German actress (1898–1976)

Charlotte Susa (1 March 1898 – 28 July 1976) was a German actress.

==Biography==
Susa was born Charlotta Wegmüller in Gut Gaußen (now part of Kretingalė), East Prussia and first appeared on a stage in 1915 at Tilsit. She chose her mother's maiden name "Susa" as her stage name and began a successful career as a singer and actress at different German opera and operetta stages, e.g. at Brandenburg, Essen, Düsseldorf, Hamburg and Cologne and later at the Admiralspalast in Berlin.

Susa gave her debut as a film actress in the German silent movie Der Prinz und die Tänzerin in 1926 and became popular for her roles as a femme fatale. In 1932 she signed a contract with MGM and moved to the United States to start an international career.

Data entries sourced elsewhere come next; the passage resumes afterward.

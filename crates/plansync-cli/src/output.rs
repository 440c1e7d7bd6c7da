//! Output renderers, formatting helpers, and the console progress sink.

use std::fmt::Write as _;
use std::io::{self, IsTerminal, Write};
use std::path::Path;

use anyhow::anyhow;
use plansync_config::Settings;
use plansync_core::formats::FORMAT_SPECS;
use plansync_core::{FormatId, ProgressSink, SweepReport, SyncOutcome, SyncReport};
use serde::Serialize;

use crate::cli::OutputFormat;
use crate::client::{CliError, CliResult};

const PROGRESS_WIDTH: usize = 30;

fn print_json<T: Serialize>(value: &T) -> CliResult<()> {
    let text = serde_json::to_string_pretty(value)
        .map_err(|err| CliError::failure(anyhow!("failed to format JSON: {err}")))?;
    println!("{text}");
    Ok(())
}

#[derive(Serialize)]
struct FormatRow {
    format: FormatId,
    url_token: &'static str,
    remote_suffix: &'static str,
    file_extension: &'static str,
}

pub(crate) fn render_formats(format: OutputFormat) -> CliResult<()> {
    match format {
        OutputFormat::Json => {
            let rows: Vec<FormatRow> = FORMAT_SPECS
                .iter()
                .map(|spec| FormatRow {
                    format: spec.format,
                    url_token: spec.url_token,
                    remote_suffix: spec.remote_suffix,
                    file_extension: spec.file_extension,
                })
                .collect();
            print_json(&rows)
        }
        OutputFormat::Table => {
            print!("{}", formats_table());
            Ok(())
        }
    }
}

pub(crate) fn formats_table() -> String {
    let mut out = format!(
        "{:<7} {:<6} {:<10} {}\n",
        "FORMAT", "TOKEN", "REMOTE", "EXTENSION"
    );
    for spec in &FORMAT_SPECS {
        let _ = writeln!(
            out,
            "{:<7} {:<6} {:<10} {}",
            spec.format, spec.url_token, spec.remote_suffix, spec.file_extension
        );
    }
    out
}

#[derive(Serialize)]
struct SyncReportView<'a> {
    outcome: SyncOutcome,
    #[serde(flatten)]
    report: &'a SyncReport,
}

pub(crate) fn render_sync_report(report: &SyncReport, format: OutputFormat) -> CliResult<()> {
    match format {
        OutputFormat::Json => print_json(&SyncReportView {
            outcome: report.outcome(),
            report,
        }),
        OutputFormat::Table => {
            print!("{}", sync_report_table(report));
            Ok(())
        }
    }
}

pub(crate) fn sync_report_table(report: &SyncReport) -> String {
    let metadata = &report.metadata;
    let mut out = format!(
        "route: {} -> {} ({})\n",
        metadata.origin_icao,
        metadata.destination_icao,
        if report.new_route { "new" } else { "unchanged" }
    );
    for saved in &report.saved {
        let _ = writeln!(
            out,
            "saved  {:<6} {} ({})",
            saved.format,
            saved.path.display(),
            format_bytes(saved.bytes)
        );
    }
    for failed in &report.failed {
        let _ = writeln!(out, "failed {:<6} {}", failed.format, failed.reason);
    }
    out
}

#[derive(Serialize)]
struct SweepReportView<'a> {
    max_age_days: u64,
    #[serde(flatten)]
    report: &'a SweepReport,
}

pub(crate) fn render_sweep_report(
    report: &SweepReport,
    max_age_days: u64,
    format: OutputFormat,
) -> CliResult<()> {
    match format {
        OutputFormat::Json => print_json(&SweepReportView {
            max_age_days,
            report,
        }),
        OutputFormat::Table => {
            print!("{}", sweep_report_table(report));
            Ok(())
        }
    }
}

pub(crate) fn sweep_report_table(report: &SweepReport) -> String {
    let mut out = String::new();
    for path in &report.deleted {
        let _ = writeln!(out, "Deleted old file: {}", path.display());
    }
    for failure in &report.failed {
        let _ = writeln!(
            out,
            "Failed to delete {}: {}",
            failure.path.display(),
            failure.reason
        );
    }
    for path in &report.skipped {
        let _ = writeln!(out, "Skipped unreadable directory: {}", path.display());
    }
    let _ = writeln!(
        out,
        "Cleanup complete: {} deleted, {} failed.",
        report.deleted.len(),
        report.failed.len()
    );
    out
}

#[derive(Serialize)]
struct SettingsView<'a> {
    path: &'a Path,
    #[serde(flatten)]
    settings: &'a Settings,
}

pub(crate) fn render_settings(
    settings: &Settings,
    path: &Path,
    format: OutputFormat,
) -> CliResult<()> {
    match format {
        OutputFormat::Json => print_json(&SettingsView { path, settings }),
        OutputFormat::Table => {
            print!("{}", settings_table(settings, path));
            Ok(())
        }
    }
}

pub(crate) fn settings_table(settings: &Settings, path: &Path) -> String {
    let mut out = format!("settings file: {}\n", path.display());
    let username = if settings.username.trim().is_empty() {
        "<unset>"
    } else {
        settings.username.as_str()
    };
    let _ = writeln!(out, "username: {username}");
    let formats: Vec<&str> = settings.formats.iter().map(|format| format.as_str()).collect();
    let _ = writeln!(
        out,
        "formats: {}",
        if formats.is_empty() {
            "<none>".to_string()
        } else {
            formats.join(", ")
        }
    );
    let _ = writeln!(out, "directories:");
    for format in FormatId::ALL {
        let directory = settings
            .directories
            .get(&format)
            .map(String::as_str)
            .filter(|dir| !dir.trim().is_empty())
            .unwrap_or("<unset>");
        let _ = writeln!(out, "  {format:<6} {directory}");
    }
    let _ = writeln!(out, "retention days: {}", settings.retention_days);
    let _ = writeln!(out, "metadata url: {}", settings.metadata_url);
    let _ = writeln!(out, "artifact base url: {}", settings.artifact_base_url);
    let _ = writeln!(out, "http timeout: {}s", settings.http_timeout_secs);
    match &settings.last_flight_info {
        Some(last) => {
            let _ = writeln!(
                out,
                "last route: {} ({} {}, {})",
                last.base_name(),
                last.icao_airline,
                last.flight_number,
                last.aircraft_type
            );
        }
        None => {
            let _ = writeln!(out, "last route: <none>");
        }
    }
    out
}

/// Progress sink writing run log lines to the console.
///
/// With table output the log lines go to stdout; with JSON output they go to
/// stderr so stdout carries only the report. The progress bar is drawn on
/// stderr when it is a terminal.
pub(crate) struct ConsoleSink {
    echo_stdout: bool,
    show_progress: bool,
    last_percent: Option<u8>,
}

impl ConsoleSink {
    pub(crate) fn new(format: OutputFormat) -> Self {
        Self {
            echo_stdout: format == OutputFormat::Table,
            show_progress: io::stderr().is_terminal(),
            last_percent: None,
        }
    }

    fn finish_progress_line(&mut self) {
        if self.last_percent.take().is_some() {
            eprintln!();
        }
    }
}

impl ProgressSink for ConsoleSink {
    fn log(&mut self, line: &str) {
        self.finish_progress_line();
        if self.echo_stdout {
            println!("{line}");
        } else {
            eprintln!("{line}");
        }
    }

    fn progress(&mut self, fraction: f64) {
        if !self.show_progress {
            return;
        }
        let percent = percent(fraction);
        if self.last_percent == Some(percent) {
            return;
        }
        self.last_percent = Some(percent);
        let mut stderr = io::stderr().lock();
        let _ = write!(stderr, "\r{}", progress_bar(percent));
        let _ = stderr.flush();
    }
}

#[allow(clippy::cast_possible_truncation, clippy::cast_sign_loss)]
fn percent(fraction: f64) -> u8 {
    (fraction.clamp(0.0, 1.0) * 100.0).round() as u8
}

fn progress_bar(percent: u8) -> String {
    let filled = usize::from(percent.min(100)) * PROGRESS_WIDTH / 100;
    format!(
        "[{}{}] {percent:>3}%",
        "#".repeat(filled),
        " ".repeat(PROGRESS_WIDTH - filled)
    )
}

#[must_use]
pub(crate) fn format_bytes(bytes: u64) -> String {
    const KIB: f64 = 1024.0;
    const MIB: f64 = KIB * 1024.0;
    let value = bytes_to_f64(bytes);
    if value >= MIB {
        format!("{:.2} MiB", value / MIB)
    } else if value >= KIB {
        format!("{:.2} KiB", value / KIB)
    } else {
        format!("{bytes} B")
    }
}

fn bytes_to_f64(value: u64) -> f64 {
    let high = u32::try_from(value >> 32).unwrap_or(u32::MAX);
    let low = u32::try_from(value & 0xFFFF_FFFF).unwrap_or(u32::MAX);
    f64::from(high) * 4_294_967_296.0 + f64::from(low)
}

#[cfg(test)]
mod tests {
    use super::*;
    use plansync_core::{FlightMetadata, FormatFailure, SavedArtifact, SweepFailure};
    use std::path::PathBuf;

    fn metadata() -> FlightMetadata {
        FlightMetadata {
            icao_airline: "DAL".into(),
            flight_number: "423".into(),
            aircraft_type: "B763".into(),
            origin_icao: "KJFK".into(),
            destination_icao: "KLAX".into(),
            origin_name: "John F Kennedy Intl".into(),
            destination_name: "Los Angeles Intl".into(),
            time_generated: "1718035200".into(),
        }
    }

    #[test]
    fn formats_table_lists_every_format() {
        let table = formats_table();
        assert_eq!(table.lines().count(), 7);
        assert!(table.contains("FF757   VMX    flp--VM5   flp"));
        assert!(table.contains("TDS     GTN    gfp--VM5   gfp"));
    }

    #[test]
    fn sync_report_table_lists_saved_and_failed() {
        let report = SyncReport {
            metadata: metadata(),
            new_route: true,
            saved: vec![SavedArtifact {
                format: FormatId::Fms,
                path: PathBuf::from("/sim/fms/KJFKKLAX01.fms"),
                bytes: 2048,
            }],
            failed: vec![FormatFailure {
                format: FormatId::Pdf,
                reason: "network request failed".into(),
            }],
        };
        let table = sync_report_table(&report);
        assert!(table.starts_with("route: KJFK -> KLAX (new)"));
        assert!(table.contains("saved  FMS    /sim/fms/KJFKKLAX01.fms (2.00 KiB)"));
        assert!(table.contains("failed PDF    network request failed"));
    }

    #[test]
    fn sync_report_json_includes_outcome() -> serde_json::Result<()> {
        let report = SyncReport {
            metadata: metadata(),
            new_route: false,
            saved: Vec::new(),
            failed: Vec::new(),
        };
        let value = serde_json::to_value(SyncReportView {
            outcome: report.outcome(),
            report: &report,
        })?;
        assert_eq!(value["outcome"], "none_succeeded");
        assert_eq!(value["metadata"]["origin_icao"], "KJFK");
        Ok(())
    }

    #[test]
    fn sweep_table_summarises_counts() {
        let report = SweepReport {
            deleted: vec![PathBuf::from("/sim/pdf/KJFKKLAX01.pdf")],
            failed: vec![SweepFailure {
                path: PathBuf::from("/sim/pdf/locked.pdf"),
                reason: "permission denied".into(),
            }],
            skipped: Vec::new(),
        };
        let table = sweep_report_table(&report);
        assert!(table.contains("Deleted old file: /sim/pdf/KJFKKLAX01.pdf"));
        assert!(table.contains("Failed to delete /sim/pdf/locked.pdf: permission denied"));
        assert!(table.ends_with("Cleanup complete: 1 deleted, 1 failed.\n"));
    }

    #[test]
    fn settings_table_marks_unset_values() {
        let table = settings_table(&Settings::default(), Path::new("/home/pilot/settings.json"));
        assert!(table.contains("username: <unset>"));
        assert!(table.contains("formats: <none>"));
        assert!(table.contains("  FF767  <unset>"));
        assert!(table.contains("last route: <none>"));
    }

    #[test]
    fn progress_bar_scales_with_percent() {
        assert_eq!(percent(0.504), 50);
        assert_eq!(percent(7.0), 100);
        assert_eq!(progress_bar(0), format!("[{}]   0%", " ".repeat(30)));
        assert_eq!(progress_bar(100), format!("[{}] 100%", "#".repeat(30)));
    }

    #[test]
    fn format_bytes_picks_unit() {
        assert_eq!(format_bytes(512), "512 B");
        assert_eq!(format_bytes(1536), "1.50 KiB");
        assert_eq!(format_bytes(3 * 1024 * 1024), "3.00 MiB");
    }
}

Elizabeth Yeaman wrote in her newspaper column on 15 August 1932:

"Lilian Harvey, Henry Garat, Anna Sten, and now Charlotte Susa, comprise a quartet of important foreign talent that soon will be seen in Hollywood pictures. (...) Miss Susa has arrived in New York and soon will reach these shores with an MGM contract. She was born in Lithuania of German parents and has won great fame in Germany. She first went on the stage as a singer, then as a dramatic actress, and three years ago she took up screen work. Who knows, she may be the actress who will take Garbo's place, provided Garbo never returns."

However, Susa did not succeed in Hollywood, returned to Germany soon and canceled the MGM contract in 1934. Her last role in a movie was a minor one in the 1941 comedy Der Gasmann alongside Heinz Rühmann and Anny Ondra. After that she returned to theater stages.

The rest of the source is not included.